# Task description
This task calls for copying each line below that contains "LogConfig".

# Records supplied
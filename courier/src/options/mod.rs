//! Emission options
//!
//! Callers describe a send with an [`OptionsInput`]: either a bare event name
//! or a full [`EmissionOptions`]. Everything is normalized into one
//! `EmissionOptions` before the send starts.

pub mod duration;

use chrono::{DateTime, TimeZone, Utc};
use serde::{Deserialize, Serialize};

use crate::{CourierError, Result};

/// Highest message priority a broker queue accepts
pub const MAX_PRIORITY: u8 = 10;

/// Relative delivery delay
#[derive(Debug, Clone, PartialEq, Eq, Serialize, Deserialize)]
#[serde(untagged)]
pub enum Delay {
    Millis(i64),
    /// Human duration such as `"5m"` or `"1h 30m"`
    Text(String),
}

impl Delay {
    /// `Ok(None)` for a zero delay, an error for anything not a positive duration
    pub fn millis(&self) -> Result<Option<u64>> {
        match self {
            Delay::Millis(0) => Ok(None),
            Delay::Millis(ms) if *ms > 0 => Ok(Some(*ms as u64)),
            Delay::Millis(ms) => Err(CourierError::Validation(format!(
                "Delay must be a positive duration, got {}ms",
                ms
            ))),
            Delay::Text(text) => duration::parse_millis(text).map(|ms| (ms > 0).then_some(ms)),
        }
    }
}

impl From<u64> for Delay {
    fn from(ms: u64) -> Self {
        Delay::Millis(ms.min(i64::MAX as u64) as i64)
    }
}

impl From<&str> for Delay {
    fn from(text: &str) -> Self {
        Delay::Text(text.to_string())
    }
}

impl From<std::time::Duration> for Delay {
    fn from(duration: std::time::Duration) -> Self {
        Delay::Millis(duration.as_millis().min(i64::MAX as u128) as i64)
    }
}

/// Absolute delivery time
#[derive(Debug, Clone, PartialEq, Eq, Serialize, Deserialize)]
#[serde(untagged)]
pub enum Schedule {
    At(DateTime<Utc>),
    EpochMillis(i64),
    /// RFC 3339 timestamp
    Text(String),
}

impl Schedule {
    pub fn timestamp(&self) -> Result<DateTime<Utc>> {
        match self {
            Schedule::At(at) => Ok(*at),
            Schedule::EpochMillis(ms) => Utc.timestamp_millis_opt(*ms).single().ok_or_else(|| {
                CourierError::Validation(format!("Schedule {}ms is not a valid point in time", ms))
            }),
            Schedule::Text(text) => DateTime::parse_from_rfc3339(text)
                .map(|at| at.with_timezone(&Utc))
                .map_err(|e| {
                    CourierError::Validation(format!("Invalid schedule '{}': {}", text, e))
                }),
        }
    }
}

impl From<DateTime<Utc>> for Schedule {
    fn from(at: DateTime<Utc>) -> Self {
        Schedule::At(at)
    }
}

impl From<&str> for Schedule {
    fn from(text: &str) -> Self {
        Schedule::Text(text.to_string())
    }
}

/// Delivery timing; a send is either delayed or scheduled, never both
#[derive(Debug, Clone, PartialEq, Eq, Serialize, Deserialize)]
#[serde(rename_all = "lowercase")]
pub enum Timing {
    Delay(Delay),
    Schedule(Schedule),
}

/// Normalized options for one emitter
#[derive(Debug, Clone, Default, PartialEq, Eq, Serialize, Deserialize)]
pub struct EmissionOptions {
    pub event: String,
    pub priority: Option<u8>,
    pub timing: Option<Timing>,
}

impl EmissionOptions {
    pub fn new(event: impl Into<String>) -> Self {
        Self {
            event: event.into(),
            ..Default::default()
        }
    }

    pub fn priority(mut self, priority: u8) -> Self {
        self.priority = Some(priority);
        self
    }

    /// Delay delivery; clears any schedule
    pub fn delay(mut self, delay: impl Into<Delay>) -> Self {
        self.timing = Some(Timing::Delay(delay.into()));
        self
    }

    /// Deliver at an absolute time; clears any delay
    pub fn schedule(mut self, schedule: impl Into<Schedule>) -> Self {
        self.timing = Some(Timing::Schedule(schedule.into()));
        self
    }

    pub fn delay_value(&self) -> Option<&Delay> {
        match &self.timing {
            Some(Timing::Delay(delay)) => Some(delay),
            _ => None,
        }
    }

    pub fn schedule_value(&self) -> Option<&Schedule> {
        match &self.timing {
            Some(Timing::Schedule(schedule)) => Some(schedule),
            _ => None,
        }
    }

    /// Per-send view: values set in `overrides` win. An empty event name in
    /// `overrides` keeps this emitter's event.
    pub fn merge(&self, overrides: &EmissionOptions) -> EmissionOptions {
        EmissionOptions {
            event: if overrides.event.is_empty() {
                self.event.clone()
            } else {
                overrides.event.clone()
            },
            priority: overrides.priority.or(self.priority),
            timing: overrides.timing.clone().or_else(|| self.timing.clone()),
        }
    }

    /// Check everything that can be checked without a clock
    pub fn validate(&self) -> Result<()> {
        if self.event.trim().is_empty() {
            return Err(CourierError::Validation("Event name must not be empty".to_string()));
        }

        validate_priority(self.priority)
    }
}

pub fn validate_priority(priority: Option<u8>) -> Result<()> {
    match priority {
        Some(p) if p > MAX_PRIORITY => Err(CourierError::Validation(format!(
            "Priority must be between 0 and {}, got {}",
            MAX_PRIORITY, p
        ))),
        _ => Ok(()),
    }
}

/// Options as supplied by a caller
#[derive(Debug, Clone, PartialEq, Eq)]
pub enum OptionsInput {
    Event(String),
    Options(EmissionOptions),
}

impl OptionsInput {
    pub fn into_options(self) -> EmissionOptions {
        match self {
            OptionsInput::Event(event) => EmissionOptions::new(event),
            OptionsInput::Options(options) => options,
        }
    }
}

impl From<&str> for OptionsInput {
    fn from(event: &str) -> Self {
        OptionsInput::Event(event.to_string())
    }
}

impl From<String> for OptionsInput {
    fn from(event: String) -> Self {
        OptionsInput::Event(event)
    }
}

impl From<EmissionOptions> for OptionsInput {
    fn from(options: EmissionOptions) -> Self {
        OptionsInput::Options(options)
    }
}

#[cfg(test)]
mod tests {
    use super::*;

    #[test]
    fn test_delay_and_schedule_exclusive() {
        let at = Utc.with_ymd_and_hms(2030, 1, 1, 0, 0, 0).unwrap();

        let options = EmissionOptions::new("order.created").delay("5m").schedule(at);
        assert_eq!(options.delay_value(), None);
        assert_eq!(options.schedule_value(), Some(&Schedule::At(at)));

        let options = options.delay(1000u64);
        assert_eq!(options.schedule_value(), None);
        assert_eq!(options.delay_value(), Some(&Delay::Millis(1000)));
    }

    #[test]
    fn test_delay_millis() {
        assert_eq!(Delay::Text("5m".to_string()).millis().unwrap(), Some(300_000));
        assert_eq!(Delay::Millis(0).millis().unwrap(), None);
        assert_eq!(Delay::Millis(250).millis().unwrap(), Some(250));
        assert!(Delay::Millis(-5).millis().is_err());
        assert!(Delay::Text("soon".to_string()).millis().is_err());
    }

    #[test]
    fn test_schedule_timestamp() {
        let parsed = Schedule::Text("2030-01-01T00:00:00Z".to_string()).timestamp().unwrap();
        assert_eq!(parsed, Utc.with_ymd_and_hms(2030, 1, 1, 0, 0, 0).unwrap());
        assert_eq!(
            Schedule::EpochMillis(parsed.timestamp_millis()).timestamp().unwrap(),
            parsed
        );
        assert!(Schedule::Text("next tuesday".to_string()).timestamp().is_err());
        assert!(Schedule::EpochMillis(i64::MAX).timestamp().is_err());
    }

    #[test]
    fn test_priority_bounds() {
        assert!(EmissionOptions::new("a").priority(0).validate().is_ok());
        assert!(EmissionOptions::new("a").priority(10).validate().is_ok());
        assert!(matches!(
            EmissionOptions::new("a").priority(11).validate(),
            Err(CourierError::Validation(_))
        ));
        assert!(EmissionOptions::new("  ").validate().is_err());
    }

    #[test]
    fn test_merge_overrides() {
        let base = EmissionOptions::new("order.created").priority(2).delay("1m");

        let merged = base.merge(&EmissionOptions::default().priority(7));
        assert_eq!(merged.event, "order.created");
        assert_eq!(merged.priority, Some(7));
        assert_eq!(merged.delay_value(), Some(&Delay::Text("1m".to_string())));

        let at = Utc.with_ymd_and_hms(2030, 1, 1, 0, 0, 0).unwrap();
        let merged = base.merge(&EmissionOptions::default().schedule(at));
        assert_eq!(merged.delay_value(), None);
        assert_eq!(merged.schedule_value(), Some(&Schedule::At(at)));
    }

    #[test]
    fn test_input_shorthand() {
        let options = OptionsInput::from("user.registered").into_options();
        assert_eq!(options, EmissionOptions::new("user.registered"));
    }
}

--

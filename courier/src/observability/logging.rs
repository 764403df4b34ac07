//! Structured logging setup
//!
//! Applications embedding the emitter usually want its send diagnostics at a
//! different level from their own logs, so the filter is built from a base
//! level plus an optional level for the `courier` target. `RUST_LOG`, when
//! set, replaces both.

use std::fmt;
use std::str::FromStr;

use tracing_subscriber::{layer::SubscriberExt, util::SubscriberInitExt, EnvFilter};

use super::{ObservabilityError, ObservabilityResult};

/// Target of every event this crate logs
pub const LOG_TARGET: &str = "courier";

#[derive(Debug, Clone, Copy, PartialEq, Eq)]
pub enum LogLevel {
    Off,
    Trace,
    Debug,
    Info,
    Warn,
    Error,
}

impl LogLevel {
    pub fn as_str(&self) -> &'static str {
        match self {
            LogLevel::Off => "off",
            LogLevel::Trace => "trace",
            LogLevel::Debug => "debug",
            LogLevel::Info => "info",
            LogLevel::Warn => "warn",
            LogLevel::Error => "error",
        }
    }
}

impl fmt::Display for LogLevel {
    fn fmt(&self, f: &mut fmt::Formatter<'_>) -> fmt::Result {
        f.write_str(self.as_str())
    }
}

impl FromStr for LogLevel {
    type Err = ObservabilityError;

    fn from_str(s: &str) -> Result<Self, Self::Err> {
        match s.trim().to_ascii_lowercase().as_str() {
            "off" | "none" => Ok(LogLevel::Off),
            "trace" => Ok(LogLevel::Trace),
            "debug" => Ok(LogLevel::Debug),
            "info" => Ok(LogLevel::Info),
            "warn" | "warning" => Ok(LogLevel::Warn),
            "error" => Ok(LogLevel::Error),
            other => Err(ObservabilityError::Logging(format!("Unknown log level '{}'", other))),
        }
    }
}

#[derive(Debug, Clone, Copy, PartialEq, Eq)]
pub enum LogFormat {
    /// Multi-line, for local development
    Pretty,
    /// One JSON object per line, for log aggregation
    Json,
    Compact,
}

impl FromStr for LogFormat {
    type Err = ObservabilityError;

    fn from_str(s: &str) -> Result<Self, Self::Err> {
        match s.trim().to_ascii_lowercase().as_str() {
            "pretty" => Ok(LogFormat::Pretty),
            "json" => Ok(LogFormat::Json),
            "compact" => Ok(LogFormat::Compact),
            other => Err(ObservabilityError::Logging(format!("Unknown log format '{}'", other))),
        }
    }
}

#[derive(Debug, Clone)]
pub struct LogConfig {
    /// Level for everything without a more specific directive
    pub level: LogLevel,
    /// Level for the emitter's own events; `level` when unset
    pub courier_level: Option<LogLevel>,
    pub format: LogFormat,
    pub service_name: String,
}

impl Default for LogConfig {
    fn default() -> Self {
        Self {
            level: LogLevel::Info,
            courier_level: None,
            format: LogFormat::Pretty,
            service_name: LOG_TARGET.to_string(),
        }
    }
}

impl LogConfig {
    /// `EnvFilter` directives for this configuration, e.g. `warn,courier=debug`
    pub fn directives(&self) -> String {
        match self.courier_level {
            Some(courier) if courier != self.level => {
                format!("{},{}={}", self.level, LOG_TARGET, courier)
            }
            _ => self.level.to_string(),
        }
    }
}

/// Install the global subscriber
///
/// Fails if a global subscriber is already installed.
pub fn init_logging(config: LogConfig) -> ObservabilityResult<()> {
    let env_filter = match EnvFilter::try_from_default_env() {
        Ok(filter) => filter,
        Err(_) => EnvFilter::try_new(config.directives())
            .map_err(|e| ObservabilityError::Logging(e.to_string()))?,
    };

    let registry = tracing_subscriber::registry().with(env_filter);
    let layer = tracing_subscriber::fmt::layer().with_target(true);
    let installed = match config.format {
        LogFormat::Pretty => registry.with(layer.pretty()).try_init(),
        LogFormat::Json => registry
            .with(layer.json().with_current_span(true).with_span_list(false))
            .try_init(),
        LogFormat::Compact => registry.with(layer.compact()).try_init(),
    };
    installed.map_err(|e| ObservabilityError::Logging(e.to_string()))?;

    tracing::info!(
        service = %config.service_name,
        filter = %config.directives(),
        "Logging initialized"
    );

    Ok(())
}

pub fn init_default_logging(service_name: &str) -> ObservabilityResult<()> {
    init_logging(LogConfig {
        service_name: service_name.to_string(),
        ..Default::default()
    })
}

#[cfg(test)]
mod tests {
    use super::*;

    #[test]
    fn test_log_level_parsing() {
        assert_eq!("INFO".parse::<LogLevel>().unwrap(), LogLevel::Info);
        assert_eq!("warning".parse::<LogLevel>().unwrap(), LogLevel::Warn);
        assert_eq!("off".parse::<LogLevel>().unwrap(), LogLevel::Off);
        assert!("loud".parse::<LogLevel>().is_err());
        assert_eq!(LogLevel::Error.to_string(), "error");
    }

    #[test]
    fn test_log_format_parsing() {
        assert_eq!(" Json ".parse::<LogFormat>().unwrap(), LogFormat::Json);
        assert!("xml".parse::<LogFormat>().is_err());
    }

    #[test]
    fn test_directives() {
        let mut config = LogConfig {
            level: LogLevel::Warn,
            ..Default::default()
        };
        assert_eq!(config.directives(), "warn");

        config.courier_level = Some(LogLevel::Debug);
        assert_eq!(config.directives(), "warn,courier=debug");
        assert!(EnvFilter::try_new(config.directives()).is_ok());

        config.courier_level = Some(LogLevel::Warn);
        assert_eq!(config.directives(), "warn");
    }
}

# Answer space
pub struct LogConfig {
impl Default for LogConfig {
impl LogConfig {
pub fn init_logging(config: LogConfig) -> ObservabilityResult<()> {
    init_logging(LogConfig {
        let mut config = LogConfig {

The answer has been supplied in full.